Так что каждый, кто стучал в нашу дверь или переступал порог, запечатлялся в памяти дома. Дом знал, кто сидел на диванах, кто звонил по телефону и кто выпивал стакан воды на кухне. Замечалось все, даже мельчайшая новая подробность регистрировалась автоматически. Когда в дом входил хозяин химчистки, хотя это занимало всего пять минут, как моя мать, так и я сам могли сказать: «Здесь был этот, из химчистки». А когда он исчез на несколько недель, мать заметила:

– Как странно, что не пришел хозяин химчистки!

А несколько дней спустя спросила:

– Ты помнишь хозяина химчистки «Минерва»? Так вот, жена застала его с любовницей и застрелила из пистолета.

Меня очень поразило то, что женщина из химчистки имела пистолет. Я всегда думал, что пистолетами владеют только в кино.

– Как она достала пистолет? – спросил я мать.

Она ответила, слегка растерявшись:

– Ты еще спросишь, как это она осмелилась убить собственного мужа.

– Нет, я говорю, что это необычно, что здесь есть пистолеты. Не видно, чтобы кто-нибудь имел пистолет.

– Ну так вот, у этой он был, и ничего тут не поделаешь.

– Но он у нее был всегда?

– Не знаю, не спрашивала. Думаю, она его купила, чтобы напасть на своего мужа.

– И куда она теперь пойдет?

– Откуда мне знать?

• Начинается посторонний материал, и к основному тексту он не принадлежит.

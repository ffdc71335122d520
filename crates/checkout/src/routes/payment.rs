//! Payment confirmation callback handlers.
//!
//! The wire shape of the redirect callback (query parameters `paymentKey`,
//! `orderId`, `amount`) is dictated by the gateway; these handlers only own
//! its consumption contract: validated, typed inputs to the reconciliation
//! service.

use axum::{
    Json,
    extract::{Query, State},
};
use rust_decimal::Decimal;
use serde::Deserialize;

use tamarind_core::PaymentReference;

use crate::error::Result;
use crate::middleware::RequireUser;
use crate::models::ShippingAddress;
use crate::models::inputs::ConfirmPaymentInput;
use crate::services::PaymentReceipt;
use crate::state::AppState;

/// Query parameters of the gateway's redirect callback.
#[derive(Debug, Deserialize)]
#[serde(rename_all = "camelCase")]
pub struct ConfirmQuery {
    pub payment_key: String,
    pub order_id: String,
    pub amount: Decimal,
}

/// JSON body of the widget's confirmation callback, which can carry the
/// shipping snapshot collected in the checkout form.
#[derive(Debug, Deserialize)]
#[serde(rename_all = "camelCase")]
pub struct ConfirmBody {
    pub payment_key: String,
    pub order_id: String,
    pub amount: Decimal,
    pub shipping: Option<ShippingAddress>,
    pub note: Option<String>,
}

/// `GET /payments/confirm` - gateway redirect callback.
pub async fn confirm_redirect(
    State(state): State<AppState>,
    RequireUser(user_id): RequireUser,
    Query(query): Query<ConfirmQuery>,
) -> Result<Json<PaymentReceipt>> {
    let input = ConfirmPaymentInput {
        payment_reference: PaymentReference::new(query.payment_key),
        order_reference: query.order_id,
        amount: query.amount,
        shipping: None,
        note: None,
    };
    let receipt = state.payments().confirm_payment(&user_id, input).await?;
    Ok(Json(receipt))
}

/// `POST /payments/confirm` - widget callback with shipping snapshot.
pub async fn confirm(
    State(state): State<AppState>,
    RequireUser(user_id): RequireUser,
    Json(body): Json<ConfirmBody>,
) -> Result<Json<PaymentReceipt>> {
    let input = ConfirmPaymentInput {
        payment_reference: PaymentReference::new(body.payment_key),
        order_reference: body.order_id,
        amount: body.amount,
        shipping: body.shipping,
        note: body.note,
    };
    let receipt = state.payments().confirm_payment(&user_id, input).await?;
    Ok(Json(receipt))
}
//! Payment gateway client.
//!
//! The gateway is the one collaborator in the checkout core that cannot be
//! un-called: once it reports approval, money has moved. The client performs
//! a single confirmation request per invocation and never retries on its own;
//! retry/backoff policy belongs to the gateway, and a timed-out confirmation
//! is an unknown outcome that must be resolved out of band.

use async_trait::async_trait;
use base64::Engine as _;
use base64::engine::general_purpose::STANDARD as BASE64;
use chrono::{DateTime, Utc};
use reqwest::StatusCode;
use rust_decimal::Decimal;
use secrecy::ExposeSecret;
use thiserror::Error;

use tamarind_core::PaymentReference;

use crate::config::GatewayConfig;

/// Provider status string that means the payment is settled.
const APPROVED_STATUS: &str = "DONE";

/// Errors from the gateway client.
#[derive(Debug, Error)]
pub enum GatewayError {
    /// Transport-level failure. A timeout here is the dangerous case: the
    /// charge may have succeeded even though the response was lost.
    #[error("gateway request failed: {0}")]
    Http(#[from] reqwest::Error),

    /// The provider rejected the confirmation with a structured error.
    #[error("gateway rejected confirmation ({code}): {message}")]
    Provider { code: String, message: String },

    /// The provider returned a body the client could not interpret.
    #[error("unexpected gateway response: {0}")]
    InvalidResponse(String),
}

/// Confirmation request sent to the gateway.
#[derive(Debug, Clone)]
pub struct ConfirmationRequest {
    pub payment_reference: PaymentReference,
    /// Client-generated provisional order identifier, echoed back to the
    /// gateway; not a local order row.
    pub order_reference: String,
    pub amount: Decimal,
}

/// Authoritative confirmation outcome from the gateway.
#[derive(Debug, Clone)]
pub struct ConfirmationOutcome {
    /// Provider status string; anything other than `DONE` is not approval.
    pub status: String,
    pub approved_at: Option<DateTime<Utc>>,
    /// Raw provider payload, kept for logging and manual reconciliation.
    pub raw: serde_json::Value,
}

impl ConfirmationOutcome {
    /// Whether the provider reports the payment as settled.
    #[must_use]
    pub fn is_approved(&self) -> bool {
        self.status == APPROVED_STATUS
    }
}

/// Seam for the external payment confirmation call.
#[async_trait]
pub trait PaymentGateway: Send + Sync {
    /// Confirm a payment with the provider.
    ///
    /// # Errors
    ///
    /// Returns `GatewayError` on transport failure or a provider-level
    /// rejection. A successful return with a non-approved status is not an
    /// error at this layer; the caller decides what to do with it.
    async fn confirm(
        &self,
        request: &ConfirmationRequest,
    ) -> Result<ConfirmationOutcome, GatewayError>;
}

/// HTTPS gateway client authenticating with the server-held secret as a
/// Basic credential. The secret never reaches the browser.
pub struct HttpPaymentGateway {
    client: reqwest::Client,
    base_url: String,
    credential: String,
}

impl HttpPaymentGateway {
    /// Build the client from gateway configuration.
    ///
    /// # Errors
    ///
    /// Returns `GatewayError::Http` if the underlying HTTP client cannot be
    /// constructed.
    pub fn new(config: &GatewayConfig) -> Result<Self, GatewayError> {
        let client = reqwest::Client::builder()
            .timeout(config.timeout)
            .build()?;

        // Provider convention: secret as Basic username, empty password.
        let credential = BASE64.encode(format!("{}:", config.secret.expose_secret()));

        Ok(Self {
            client,
            base_url: config.base_url.trim_end_matches('/').to_owned(),
            credential,
        })
    }
}

#[async_trait]
impl PaymentGateway for HttpPaymentGateway {
    async fn confirm(
        &self,
        request: &ConfirmationRequest,
    ) -> Result<ConfirmationOutcome, GatewayError> {
        let url = format!("{}/v1/payments/confirm", self.base_url);
        let body = serde_json::json!({
            "paymentKey": request.payment_reference.as_str(),
            "orderId": request.order_reference,
            "amount": request.amount,
        });

        let response = self
            .client
            .post(&url)
            .header("Authorization", format!("Basic {}", self.credential))
            .json(&body)
            .send()
            .await?;

        let status = response.status();
        let payload: serde_json::Value = response
            .json()
            .await
            .map_err(|e| GatewayError::InvalidResponse(e.to_string()))?;

        if !status.is_success() {
            return Err(decode_provider_error(status, &payload));
        }

        parse_outcome(payload)
    }
}

/// Decode the provider's structured error body, falling back to the HTTP
/// status when the body has no recognizable shape.
fn decode_provider_error(status: StatusCode, payload: &serde_json::Value) -> GatewayError {
    let code = payload
        .get("code")
        .and_then(serde_json::Value::as_str)
        .unwrap_or("UNKNOWN")
        .to_owned();
    let message = payload
        .get("message")
        .and_then(serde_json::Value::as_str)
        .map_or_else(|| format!("HTTP {status}"), ToOwned::to_owned);

    GatewayError::Provider { code, message }
}

fn parse_outcome(payload: serde_json::Value) -> Result<ConfirmationOutcome, GatewayError> {
    let status = payload
        .get("status")
        .and_then(serde_json::Value::as_str)
        .ok_or_else(|| GatewayError::InvalidResponse("missing status field".to_owned()))?
        .to_owned();

    let approved_at = payload
        .get("approvedAt")
        .and_then(serde_json::Value::as_str)
        .and_then(|s| DateTime::parse_from_rfc3339(s).ok())
        .map(|dt| dt.with_timezone(&Utc));

    Ok(ConfirmationOutcome {
        status,
        approved_at,
        raw: payload,
    })
}

#[cfg(test)]
#[allow(clippy::unwrap_used)]
mod tests {
    use super::*;
    use serde_json::json;

    #[test]
    fn test_done_status_is_approved() {
        let outcome = parse_outcome(json!({
            "status": "DONE",
            "approvedAt": "2026-08-01T10:15:00+09:00",
        }))
        .unwrap();

        assert!(outcome.is_approved());
        assert!(outcome.approved_at.is_some());
    }

    #[test]
    fn test_any_other_status_is_not_approved() {
        for status in ["CANCELED", "WAITING_FOR_DEPOSIT", "EXPIRED", "done"] {
            let outcome = parse_outcome(json!({ "status": status })).unwrap();
            assert!(!outcome.is_approved(), "{status} must not count as approval");
        }
    }

    #[test]
    fn test_missing_status_is_invalid() {
        let err = parse_outcome(json!({ "approvedAt": null })).unwrap_err();
        assert!(matches!(err, GatewayError::InvalidResponse(_)));
    }

    #[test]
    fn test_provider_error_decoding() {
        let err = decode_provider_error(
            StatusCode::BAD_REQUEST,
            &json!({ "code": "INVALID_PAYMENT_KEY", "message": "unknown payment key" }),
        );
        match err {
            GatewayError::Provider { code, message } => {
                assert_eq!(code, "INVALID_PAYMENT_KEY");
                assert_eq!(message, "unknown payment key");
            }
            other => panic!("unexpected error: {other:?}"),
        }
    }

    #[test]
    fn test_provider_error_fallback_to_http_status() {
        let err = decode_provider_error(StatusCode::INTERNAL_SERVER_ERROR, &json!({}));
        match err {
            GatewayError::Provider { code, message } => {
                assert_eq!(code, "UNKNOWN");
                assert!(message.contains("500"));
            }
            other => panic!("unexpected error: {other:?}"),
        }
    }
}
//! Application state shared across handlers.

use std::sync::Arc;

use sqlx::PgPool;

use crate::config::CheckoutConfig;
use crate::gateway::{GatewayError, HttpPaymentGateway, PaymentGateway};
use crate::services::{OrderService, PaymentService, UserLocks};
use crate::stores::{CartStore, InventoryStore, PgStore};

/// Application state shared across all handlers.
///
/// Cheaply cloneable via `Arc`.
#[derive(Clone)]
pub struct AppState {
    inner: Arc<AppStateInner>,
}

struct AppStateInner {
    config: CheckoutConfig,
    pool: PgPool,
    inventory: Arc<dyn InventoryStore>,
    cart: Arc<dyn CartStore>,
    orders: OrderService,
    payments: PaymentService,
}

impl AppState {
    /// Wire the Postgres store, gateway client, and services together.
    ///
    /// Both services share one `UserLocks` map so order creation and
    /// payment reconciliation for the same user exclude each other.
    ///
    /// # Errors
    ///
    /// Returns `GatewayError` if the gateway HTTP client cannot be built.
    pub fn new(config: CheckoutConfig, pool: PgPool) -> Result<Self, GatewayError> {
        let store = Arc::new(PgStore::new(pool.clone()));
        let gateway: Arc<dyn PaymentGateway> =
            Arc::new(HttpPaymentGateway::new(&config.gateway)?);
        let locks = UserLocks::new();

        let orders = OrderService::new(
            store.clone(),
            store.clone(),
            store.clone(),
            locks.clone(),
        );
        let payments = PaymentService::new(
            store.clone(),
            store.clone(),
            store.clone(),
            gateway,
            locks,
        );

        Ok(Self {
            inner: Arc::new(AppStateInner {
                config,
                pool,
                inventory: store.clone(),
                cart: store,
                orders,
                payments,
            }),
        })
    }

    /// Get a reference to the checkout configuration.
    #[must_use]
    pub fn config(&self) -> &CheckoutConfig {
        &self.inner.config
    }

    /// Get a reference to the database connection pool.
    #[must_use]
    pub fn pool(&self) -> &PgPool {
        &self.inner.pool
    }

    /// Get a reference to the inventory store.
    #[must_use]
    pub fn inventory(&self) -> &dyn InventoryStore {
        self.inner.inventory.as_ref()
    }

    /// Get a reference to the cart store.
    #[must_use]
    pub fn cart(&self) -> &dyn CartStore {
        self.inner.cart.as_ref()
    }

    /// Get a reference to the order service.
    #[must_use]
    pub fn orders(&self) -> &OrderService {
        &self.inner.orders
    }

    /// Get a reference to the payment reconciliation service.
    #[must_use]
    pub fn payments(&self) -> &PaymentService {
        &self.inner.payments
    }
}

Что, может быть, и у нас есть пистолет?

– Поэтому мне кажется таким странным, что женщина хозяина химчистки, которая не была гангстером, имела пистолет.

– Всегда найдется человек, который отличается от других в таких вещах, – ответила мать, – вещах необычных. Получается, что если бы мы узнали, что у жены хозяина химчистки две головы, то мы, следовательно, должны думать, будто и у всех по две головы. Вообще, от людей можно ожидать любых неожиданностей, я бы никогда не подумала, видя его здесь, такого официального, когда он свертывал наши ковры, что у него есть любовница.

Мы знали, что женщину, которую мы так никогда и не увидели, посадили в тюрьму. А не видели мы ее, потому что за вещами всегда приезжал и возвращал их чистыми сам хозяин химчистки. И теперь мою мать мучил вопрос, что станет с химчисткой.

– Как раз сейчас ей так нужны деньги, этой бедняжке, – говорила мать.

Мать никогда не смогла бы стать судьей, потому что не была совершенно беспристрастным человеком, руководствовалась исключительно своими чувствами, а к женщине-убийце всегда относилась благосклонно.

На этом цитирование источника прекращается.